Exercise goal
Pull out every line below containing the word "CFStringRef".

**** Records for this exercise

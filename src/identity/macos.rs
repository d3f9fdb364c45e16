//! macOS `IdentitySource`: registers an input-value callback across every
//! keyboard/keypad `IOHIDManager` match (not scoped to a Session's
//! Selection — component B runs before a Selection exists) and stops its
//! own run loop once the caller-supplied predicate is satisfied.

use std::collections::HashSet;
use std::ffi::c_void;
use std::ptr;

use core_foundation::base::TCFType;
use core_foundation::dictionary::{CFDictionary, CFMutableDictionary};
use core_foundation::number::CFNumber;
use core_foundation::runloop::{kCFRunLoopDefaultMode, CFRunLoop, CFRunLoopRef};
use core_foundation::string::{CFString, CFStringRef};

use kbd_proto::EngineError;

use super::{IdentitySource, ObservedPress};
use crate::codes::is_rollover;
use crate::device::device_key;

const K_HID_PAGE_GENERIC_DESKTOP: i64 = 0x01;
const K_HID_USAGE_GD_KEYBOARD: i64 = 0x06;
const K_HID_USAGE_GD_KEYPAD: i64 = 0x07;
const K_IOHID_OPTIONS_TYPE_NONE: u32 = 0;
const USAGE_PAGE_KEYBOARD: u32 = 0x07;

#[repr(C)]
struct OpaqueIoHidManager {
    _data: [u8; 0],
    _marker: std::marker::PhantomData<(*mut u8, std::marker::PhantomPinned)>,
}
type IoHidManagerRef = *mut OpaqueIoHidManager;

#[repr(C)]
struct OpaqueIoHidDevice {
    _data: [u8; 0],
    _marker: std::marker::PhantomData<(*mut u8, std::marker::PhantomPinned)>,
}
type IoHidDeviceRef = *mut OpaqueIoHidDevice;

#[repr(C)]
struct OpaqueIoHidElement {
    _data: [u8; 0],
    _marker: std::marker::PhantomData<(*mut u8, std::marker::PhantomPinned)>,
}
type IoHidElementRef = *mut OpaqueIoHidElement;

#[repr(C)]
struct OpaqueIoHidValue {
    _data: [u8; 0],
    _marker: std::marker::PhantomData<(*mut u8, std::marker::PhantomPinned)>,
}
type IoHidValueRef = *mut OpaqueIoHidValue;

type IoHidValueCallback = extern "C" fn(context: *mut c_void, result: i32, sender: *mut c_void, value: IoHidValueRef);

#[link(name = "IOKit", kind = "framework")]
extern "C" {
    fn IOHIDManagerCreate(allocator: *const c_void, options: u32) -> IoHidManagerRef;
    fn IOHIDManagerSetDeviceMatchingMultiple(manager: IoHidManagerRef, matching: core_foundation::array::CFArrayRef);
    fn IOHIDManagerOpen(manager: IoHidManagerRef, options: u32) -> i32;
    fn IOHIDManagerClose(manager: IoHidManagerRef, options: u32) -> i32;
    fn IOHIDManagerRegisterInputValueCallback(
        manager: IoHidManagerRef,
        callback: IoHidValueCallback,
        context: *mut c_void,
    );
    fn IOHIDManagerScheduleWithRunLoop(manager: IoHidManagerRef, run_loop: CFRunLoopRef, mode: CFStringRef);
    fn IOHIDManagerUnscheduleFromRunLoop(manager: IoHidManagerRef, run_loop: CFRunLoopRef, mode: CFStringRef);
    fn IOHIDDeviceGetProperty(device: IoHidDeviceRef, key: CFStringRef) -> *const c_void;

    fn IOHIDValueGetElement(value: IoHidValueRef) -> IoHidElementRef;
    fn IOHIDValueGetIntegerValue(value: IoHidValueRef) -> i64;
    fn IOHIDElementGetUsagePage(element: IoHidElementRef) -> u32;
    fn IOHIDElementGetUsage(element: IoHidElementRef) -> u32;
    fn IOHIDElementGetDevice(element: IoHidElementRef) -> IoHidDeviceRef;
}

fn matching_dict(usage_page: i64, usage: i64) -> CFDictionary<CFString, core_foundation::base::CFType> {
    let mut dict = CFMutableDictionary::new();
    dict.set(CFString::new("DeviceUsagePage"), CFNumber::from(usage_page).as_CFType());
    dict.set(CFString::new("DeviceUsage"), CFNumber::from(usage).as_CFType());
    dict.to_immutable()
}

fn int_property(device: IoHidDeviceRef, key: &str) -> Option<i64> {
    let cf_key = CFString::new(key);
    let value = unsafe { IOHIDDeviceGetProperty(device, cf_key.as_concrete_TypeRef()) };
    if value.is_null() {
        return None;
    }
    let cf_type = unsafe { core_foundation::base::CFType::wrap_under_get_rule(value as *const _) };
    cf_type.downcast::<CFNumber>().and_then(|n| n.to_i64())
}

/// Context handed to the C callback; none of its borrows escape `listen`'s
/// call frame, so the raw pointer is valid for the manager's whole
/// lifetime. `observed` tracks the same down/non-rollover accumulation
/// `Accumulator` does, duplicated here so the callback can evaluate the
/// stop predicate without calling back out through `on_press`.
struct CallbackContext<'a> {
    on_press: &'a mut dyn FnMut(ObservedPress),
    stop: &'a mut dyn FnMut(&HashSet<String>) -> bool,
    observed: HashSet<String>,
}

extern "C" fn handle_value(context: *mut c_void, _result: i32, _sender: *mut c_void, value: IoHidValueRef) {
    // SAFETY: `context` was set from a live `&mut CallbackContext` for the
    // duration of `IOHIDManagerRegisterInputValueCallback`'s registration,
    // and IOKit only invokes this callback from the scheduled run loop.
    let context = unsafe { &mut *(context as *mut CallbackContext) };

    let element = unsafe { IOHIDValueGetElement(value) };
    let usage_page = unsafe { IOHIDElementGetUsagePage(element) };
    if usage_page != USAGE_PAGE_KEYBOARD {
        return;
    }
    let usage = unsafe { IOHIDElementGetUsage(element) };
    let integer_value = unsafe { IOHIDValueGetIntegerValue(value) };
    let device = unsafe { IOHIDElementGetDevice(element) };

    let vendor_id = int_property(device, "VendorID").unwrap_or(0) as u32;
    let product_id = int_property(device, "ProductID").unwrap_or(0) as u32;
    let location_id = int_property(device, "LocationID").unwrap_or(0) as u32;
    let is_down = integer_value != 0;

    (context.on_press)(ObservedPress { vendor_id, product_id, location_id, usage, is_down });

    if is_down && !is_rollover(usage) {
        context.observed.insert(device_key(vendor_id, product_id, location_id));
    }

    if (context.stop)(&context.observed) {
        CFRunLoop::get_current().stop();
    }
}

struct ManagerGuard(IoHidManagerRef);

impl Drop for ManagerGuard {
    fn drop(&mut self) {
        unsafe {
            IOHIDManagerUnscheduleFromRunLoop(self.0, CFRunLoop::get_current().as_concrete_TypeRef(), kCFRunLoopDefaultMode);
            IOHIDManagerClose(self.0, K_IOHID_OPTIONS_TYPE_NONE);
        }
    }
}

/// IOKit-backed `IdentitySource`. Unlike `stream::macos::IoHidStreamSource`
/// this opens its own short-lived manager rather than sharing one scoped to
/// a Session, since detection runs before a Selection is known.
pub struct IoHidIdentitySource;

impl IoHidIdentitySource {
    pub fn new() -> Self {
        IoHidIdentitySource
    }
}

impl Default for IoHidIdentitySource {
    fn default() -> Self {
        Self::new()
    }
}

impl IdentitySource for IoHidIdentitySource {
    fn listen(
        &self,
        on_press: &mut dyn FnMut(ObservedPress),
        stop: &mut dyn FnMut(&HashSet<String>) -> bool,
    ) -> Result<(), EngineError> {
        let manager = unsafe { IOHIDManagerCreate(ptr::null(), K_IOHID_OPTIONS_TYPE_NONE) };
        if manager.is_null() {
            return Err(EngineError::SubsystemUnavailable("IOHIDManagerCreate failed".into()));
        }
        let guard = ManagerGuard(manager);

        let keyboard = matching_dict(K_HID_PAGE_GENERIC_DESKTOP, K_HID_USAGE_GD_KEYBOARD);
        let keypad = matching_dict(K_HID_PAGE_GENERIC_DESKTOP, K_HID_USAGE_GD_KEYPAD);
        let matching = core_foundation::array::CFArray::from_CFTypes(&[
            keyboard.as_CFType(),
            keypad.as_CFType(),
        ]);

        unsafe {
            IOHIDManagerSetDeviceMatchingMultiple(guard.0, matching.as_concrete_TypeRef());
        }

        let open_result = unsafe { IOHIDManagerOpen(guard.0, K_IOHID_OPTIONS_TYPE_NONE) };
        if open_result != 0 {
            return Err(EngineError::PermissionDenied(
                "failed to open IOHIDManager for identity detection, input-monitoring permission may be required"
                    .into(),
            ));
        }

        let mut context = CallbackContext { on_press, stop, observed: HashSet::new() };
        unsafe {
            IOHIDManagerRegisterInputValueCallback(
                guard.0,
                handle_value,
                &mut context as *mut CallbackContext as *mut c_void,
            );
            IOHIDManagerScheduleWithRunLoop(guard.0, CFRunLoop::get_current().as_concrete_TypeRef(), kCFRunLoopDefaultMode);
        }

        // Runs until `handle_value` observes the stop predicate firing and
        // stops this same run loop from inside the callback.
        CFRunLoop::run_current();

        Ok(())
    }
}
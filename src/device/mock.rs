//! In-memory `DeviceBackend` used by tests and by `--mock` for manual
//! testing on non-macOS hosts.

use std::sync::Mutex;

use kbd_proto::{Device, EngineError};

use super::DeviceBackend;

pub struct MockBackend {
    devices: Mutex<Vec<Device>>,
}

impl MockBackend {
    pub fn new(devices: Vec<Device>) -> Self {
        Self { devices: Mutex::new(devices) }
    }

    pub fn set_devices(&self, devices: Vec<Device>) {
        *self.devices.lock().unwrap() = devices;
    }
}

impl DeviceBackend for MockBackend {
    fn enumerate(&self) -> Result<Vec<Device>, EngineError> {
        Ok(self.devices.lock().unwrap().clone())
    }
}
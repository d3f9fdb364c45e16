use std::error::Error;
use std::fmt;

use miette::Diagnostic;

/// Wraps a `knuffel` parse error so it can travel through `anyhow`/`miette`
/// call sites alongside our own error types.
#[derive(Debug)]
pub struct ConfigError(pub knuffel::Error);

impl fmt::Display for ConfigError {
    fn fmt(&self, f: &mut fmt::Formatter<'_>) -> fmt::Result {
        fmt::Display::fmt(&self.0, f)
    }
}

impl Error for ConfigError {
    fn source(&self) -> Option<&(dyn Error + 'static)> {
        self.0.source()
    }
}

impl Diagnostic for ConfigError {
    fn code<'a>(&'a self) -> Option<Box<dyn fmt::Display + 'a>> {
        self.0.code()
    }

    fn severity(&self) -> Option<miette::Severity> {
        self.0.severity()
    }

    fn help<'a>(&'a self) -> Option<Box<dyn fmt::Display + 'a>> {
        self.0.help()
    }

    fn source_code(&self) -> Option<&dyn miette::SourceCode> {
        self.0.source_code()
    }

    fn labels(&self) -> Option<Box<dyn Iterator<Item = miette::LabeledSpan> + '_>> {
        self.0.labels()
    }
}

impl From<knuffel::Error> for ConfigError {
    fn from(err: knuffel::Error) -> Self {
        ConfigError(err)
    }
}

********

Exercise answer
use core_foundation::string::{CFString, CFStringRef};
    fn IOHIDManagerScheduleWithRunLoop(manager: IoHidManagerRef, run_loop: CFRunLoopRef, mode: CFStringRef);
    fn IOHIDManagerUnscheduleFromRunLoop(manager: IoHidManagerRef, run_loop: CFRunLoopRef, mode: CFStringRef);
    fn IOHIDDeviceGetProperty(device: IoHidDeviceRef, key: CFStringRef) -> *const c_void;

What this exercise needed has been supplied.